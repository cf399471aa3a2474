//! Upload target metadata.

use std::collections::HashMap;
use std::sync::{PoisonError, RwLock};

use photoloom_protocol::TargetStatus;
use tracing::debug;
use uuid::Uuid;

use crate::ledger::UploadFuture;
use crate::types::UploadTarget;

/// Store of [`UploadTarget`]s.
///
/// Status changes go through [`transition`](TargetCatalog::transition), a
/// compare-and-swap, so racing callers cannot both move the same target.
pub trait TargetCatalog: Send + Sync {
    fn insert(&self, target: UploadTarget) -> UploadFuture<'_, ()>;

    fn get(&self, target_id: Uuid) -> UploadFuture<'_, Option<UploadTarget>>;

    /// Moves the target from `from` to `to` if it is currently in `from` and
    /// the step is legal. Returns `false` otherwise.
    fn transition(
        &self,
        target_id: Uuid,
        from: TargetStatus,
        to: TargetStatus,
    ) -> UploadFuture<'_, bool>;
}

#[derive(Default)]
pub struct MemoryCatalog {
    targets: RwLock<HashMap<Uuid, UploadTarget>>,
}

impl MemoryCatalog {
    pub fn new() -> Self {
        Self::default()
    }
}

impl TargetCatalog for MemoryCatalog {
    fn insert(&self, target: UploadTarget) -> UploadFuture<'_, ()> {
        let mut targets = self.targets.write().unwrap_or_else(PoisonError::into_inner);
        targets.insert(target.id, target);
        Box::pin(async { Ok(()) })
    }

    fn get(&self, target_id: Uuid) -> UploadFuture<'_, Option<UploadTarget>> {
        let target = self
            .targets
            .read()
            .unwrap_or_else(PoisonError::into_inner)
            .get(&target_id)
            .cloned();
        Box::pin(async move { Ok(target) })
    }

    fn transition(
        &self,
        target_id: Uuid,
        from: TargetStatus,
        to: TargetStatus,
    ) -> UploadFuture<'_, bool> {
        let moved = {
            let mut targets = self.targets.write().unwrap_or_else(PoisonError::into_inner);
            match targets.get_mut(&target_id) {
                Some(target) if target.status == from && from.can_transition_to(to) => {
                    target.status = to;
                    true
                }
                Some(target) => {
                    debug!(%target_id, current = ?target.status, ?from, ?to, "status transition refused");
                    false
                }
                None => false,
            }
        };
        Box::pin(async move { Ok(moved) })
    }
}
==
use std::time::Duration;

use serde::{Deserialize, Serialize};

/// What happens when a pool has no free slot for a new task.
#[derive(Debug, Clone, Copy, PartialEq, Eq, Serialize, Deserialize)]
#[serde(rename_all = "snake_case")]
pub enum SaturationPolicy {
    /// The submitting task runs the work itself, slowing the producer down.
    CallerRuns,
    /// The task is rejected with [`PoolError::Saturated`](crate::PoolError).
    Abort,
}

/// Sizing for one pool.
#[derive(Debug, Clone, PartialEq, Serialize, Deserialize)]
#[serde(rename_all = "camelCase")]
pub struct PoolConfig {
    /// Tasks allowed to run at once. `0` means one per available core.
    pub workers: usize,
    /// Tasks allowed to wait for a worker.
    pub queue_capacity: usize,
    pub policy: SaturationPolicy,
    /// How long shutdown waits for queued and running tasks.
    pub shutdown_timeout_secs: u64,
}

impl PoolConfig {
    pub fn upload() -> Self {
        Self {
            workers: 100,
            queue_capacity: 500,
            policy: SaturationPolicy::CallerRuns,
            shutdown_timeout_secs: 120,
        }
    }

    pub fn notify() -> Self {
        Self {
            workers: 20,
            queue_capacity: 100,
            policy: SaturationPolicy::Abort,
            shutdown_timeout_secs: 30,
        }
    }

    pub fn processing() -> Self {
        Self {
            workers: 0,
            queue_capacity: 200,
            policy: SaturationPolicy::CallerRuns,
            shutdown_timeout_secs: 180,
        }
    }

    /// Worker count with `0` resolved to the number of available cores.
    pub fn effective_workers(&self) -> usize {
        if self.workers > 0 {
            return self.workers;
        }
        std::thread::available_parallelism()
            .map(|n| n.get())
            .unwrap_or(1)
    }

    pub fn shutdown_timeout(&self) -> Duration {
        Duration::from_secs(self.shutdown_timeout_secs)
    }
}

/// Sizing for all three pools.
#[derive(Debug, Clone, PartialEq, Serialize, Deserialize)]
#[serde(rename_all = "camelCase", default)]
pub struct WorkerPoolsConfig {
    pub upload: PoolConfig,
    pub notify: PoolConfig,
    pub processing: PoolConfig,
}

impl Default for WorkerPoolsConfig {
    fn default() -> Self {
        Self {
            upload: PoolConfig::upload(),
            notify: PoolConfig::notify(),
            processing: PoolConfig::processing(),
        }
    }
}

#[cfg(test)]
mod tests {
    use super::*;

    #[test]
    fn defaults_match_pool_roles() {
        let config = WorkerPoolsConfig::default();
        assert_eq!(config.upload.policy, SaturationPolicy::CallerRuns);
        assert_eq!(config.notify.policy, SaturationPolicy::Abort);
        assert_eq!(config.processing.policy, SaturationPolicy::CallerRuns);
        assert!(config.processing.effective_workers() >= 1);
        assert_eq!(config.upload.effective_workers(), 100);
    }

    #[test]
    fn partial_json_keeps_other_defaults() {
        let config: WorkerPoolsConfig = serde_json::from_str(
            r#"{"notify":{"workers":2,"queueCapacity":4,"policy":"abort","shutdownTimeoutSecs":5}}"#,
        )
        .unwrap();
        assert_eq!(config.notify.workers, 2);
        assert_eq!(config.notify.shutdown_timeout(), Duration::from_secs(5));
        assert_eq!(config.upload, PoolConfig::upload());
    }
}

(Problem description)
A word-for-word copy of the lines above from the one with "repository cf399471aa3a2474" through the one with "Moves the target", inclusive, is the only output wanted.

(Task response)
repository cf399471aa3a2474
//! Upload target metadata.

use std::collections::HashMap;
use std::sync::{PoisonError, RwLock};

use photoloom_protocol::TargetStatus;
use tracing::debug;
use uuid::Uuid;

use crate::ledger::UploadFuture;
use crate::types::UploadTarget;

/// Store of [`UploadTarget`]s.
///
/// Status changes go through [`transition`](TargetCatalog::transition), a
/// compare-and-swap, so racing callers cannot both move the same target.
pub trait TargetCatalog: Send + Sync {
    fn insert(&self, target: UploadTarget) -> UploadFuture<'_, ()>;

    fn get(&self, target_id: Uuid) -> UploadFuture<'_, Option<UploadTarget>>;

    /// Moves the target from `from` to `to` if it is currently in `from` and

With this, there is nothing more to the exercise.